The Charity Commission is planning to take action against one of the Jewish community’s biggest charities, Chabad Lubavitch UK, because of overdue accounts.
Charities are supposed to submit their accounts to the commission within 10 months of the end of their accounting year.
But the accounts for Chabad Lubavitch UK for the year ending December 2014 were not received until December 2016, according to the commission’s website, while its accounts for 2015 were this week listed as 268 days overdue.
The charity watchdog said the organisation’s “annual return filing record is of significant concern to the commission and we will be taking regulatory action. We have now made contact with the trustees on this matter.”

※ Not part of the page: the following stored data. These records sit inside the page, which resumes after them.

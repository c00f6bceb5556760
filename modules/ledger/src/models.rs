//! Domain enums and service-boundary input types.
//!
//! Row structs live next to their repositories; what's here is shared by
//! repos, services, and the consuming application layer.

use chrono::{DateTime, Utc};
use rust_decimal::Decimal;
use serde::{Deserialize, Serialize};
use uuid::Uuid;

/// Document kind enum matching database document_kind
#[derive(Debug, Clone, Copy, PartialEq, Eq, sqlx::Type, Serialize, Deserialize)]
#[sqlx(type_name = "document_kind", rename_all = "snake_case")]
#[serde(rename_all = "snake_case")]
pub enum DocumentKind {
    SalesNote,
    SupplierPurchase,
    Quotation,
}

impl DocumentKind {
    pub fn as_str(self) -> &'static str {
        match self {
            Self::SalesNote => "sales_note",
            Self::SupplierPurchase => "supplier_purchase",
            Self::Quotation => "quotation",
        }
    }

    /// The ledger side this kind of document posts to. Quotations are not
    /// accounting events and post nowhere.
    pub fn ledger_side(self) -> Option<LedgerSide> {
        match self {
            Self::SalesNote => Some(LedgerSide::Receivable),
            Self::SupplierPurchase => Some(LedgerSide::Payable),
            Self::Quotation => None,
        }
    }

    /// The payment direction that settles this kind of document.
    pub fn payment_direction(self) -> Option<PaymentDirection> {
        match self {
            Self::SalesNote => Some(PaymentDirection::Incoming),
            Self::SupplierPurchase => Some(PaymentDirection::Outgoing),
            Self::Quotation => None,
        }
    }
}

/// Document status enum matching database document_status
#[derive(Debug, Clone, Copy, PartialEq, Eq, sqlx::Type, Serialize, Deserialize)]
#[sqlx(type_name = "document_status", rename_all = "snake_case")]
#[serde(rename_all = "snake_case")]
pub enum DocumentStatus {
    Draft,
    Confirmed,
    Cancelled,
}

impl DocumentStatus {
    pub fn as_str(self) -> &'static str {
        match self {
            Self::Draft => "draft",
            Self::Confirmed => "confirmed",
            Self::Cancelled => "cancelled",
        }
    }
}

/// Payment direction enum matching database payment_direction
#[derive(Debug, Clone, Copy, PartialEq, Eq, sqlx::Type, Serialize, Deserialize)]
#[sqlx(type_name = "payment_direction", rename_all = "snake_case")]
#[serde(rename_all = "snake_case")]
pub enum PaymentDirection {
    Incoming,
    Outgoing,
}

/// Payment method enum matching database payment_method
#[derive(Debug, Clone, Copy, PartialEq, Eq, sqlx::Type, Serialize, Deserialize)]
#[sqlx(type_name = "payment_method", rename_all = "snake_case")]
#[serde(rename_all = "snake_case")]
pub enum PaymentMethod {
    Cash,
    Transfer,
    Credit,
    Exchange,
}

/// Ledger side enum matching database ledger_side
#[derive(Debug, Clone, Copy, PartialEq, Eq, sqlx::Type, Serialize, Deserialize)]
#[sqlx(type_name = "ledger_side", rename_all = "snake_case")]
#[serde(rename_all = "snake_case")]
pub enum LedgerSide {
    Receivable,
    Payable,
}

/// Ledger source enum matching database ledger_source
#[derive(Debug, Clone, Copy, PartialEq, Eq, sqlx::Type, Serialize, Deserialize)]
#[sqlx(type_name = "ledger_source", rename_all = "snake_case")]
#[serde(rename_all = "snake_case")]
pub enum LedgerSource {
    Document,
    Payment,
}

/// How a document names its party: an existing registered party, or the
/// system walk-in customer materialized on first use.
#[derive(Debug, Clone, Copy, PartialEq, Eq, Serialize, Deserialize)]
#[serde(rename_all = "snake_case")]
pub enum PartySelector {
    Existing(Uuid),
    WalkIn,
}

/// One document line as submitted by the caller. Lines are a child
/// collection fully replaced on every save, never diffed.
#[derive(Debug, Clone, Serialize, Deserialize)]
pub struct LineInput {
    pub description: String,
    pub quantity: Decimal,
    pub unit_price: Decimal,
}

/// Input for creating a billable document.
#[derive(Debug, Clone, Serialize, Deserialize)]
pub struct DocumentInput {
    pub kind: DocumentKind,
    pub party: PartySelector,
    pub status: DocumentStatus,
    pub occurred_at: DateTime<Utc>,
    pub notes: Option<String>,
    pub lines: Vec<LineInput>,
}

/// Input for updating a billable document.
#[derive(Debug, Clone, Serialize, Deserialize)]
pub struct DocumentUpdate {
    pub status: DocumentStatus,
    pub occurred_at: DateTime<Utc>,
    pub notes: Option<String>,
    pub lines: Vec<LineInput>,
}

/// Input for creating or updating a payment against a document.
#[derive(Debug, Clone, Serialize, Deserialize)]
pub struct PaymentInput {
    pub method: PaymentMethod,
    pub amount: Decimal,
    pub occurred_at: DateTime<Utc>,
    pub reference: Option<String>,
    pub notes: Option<String>,
}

A spokesman for Chabad Lubavitch UK explained: “In the past year we have changed auditors. Chabad Lubavitch UK is a complex organisation and it has taken longer to get up to speed than expected. Lubavitch has submitted its annual accounts since the charity's inception, albeit late, and we are working together with the charity commission to correct this."
The auditors were now busy with the 2015 audit, he said. “Work on the 2016 accounts are well in hand and simultaneously measures are in place to bring 2017 up to pace.”
In 2014, the charity received nearly £8,750,000 in income, up by around £1 million from the previous year. Its network encompasses 26 affiliated Chabad Houses in communities and campuses around the country as well as schools and other educational and religious activities.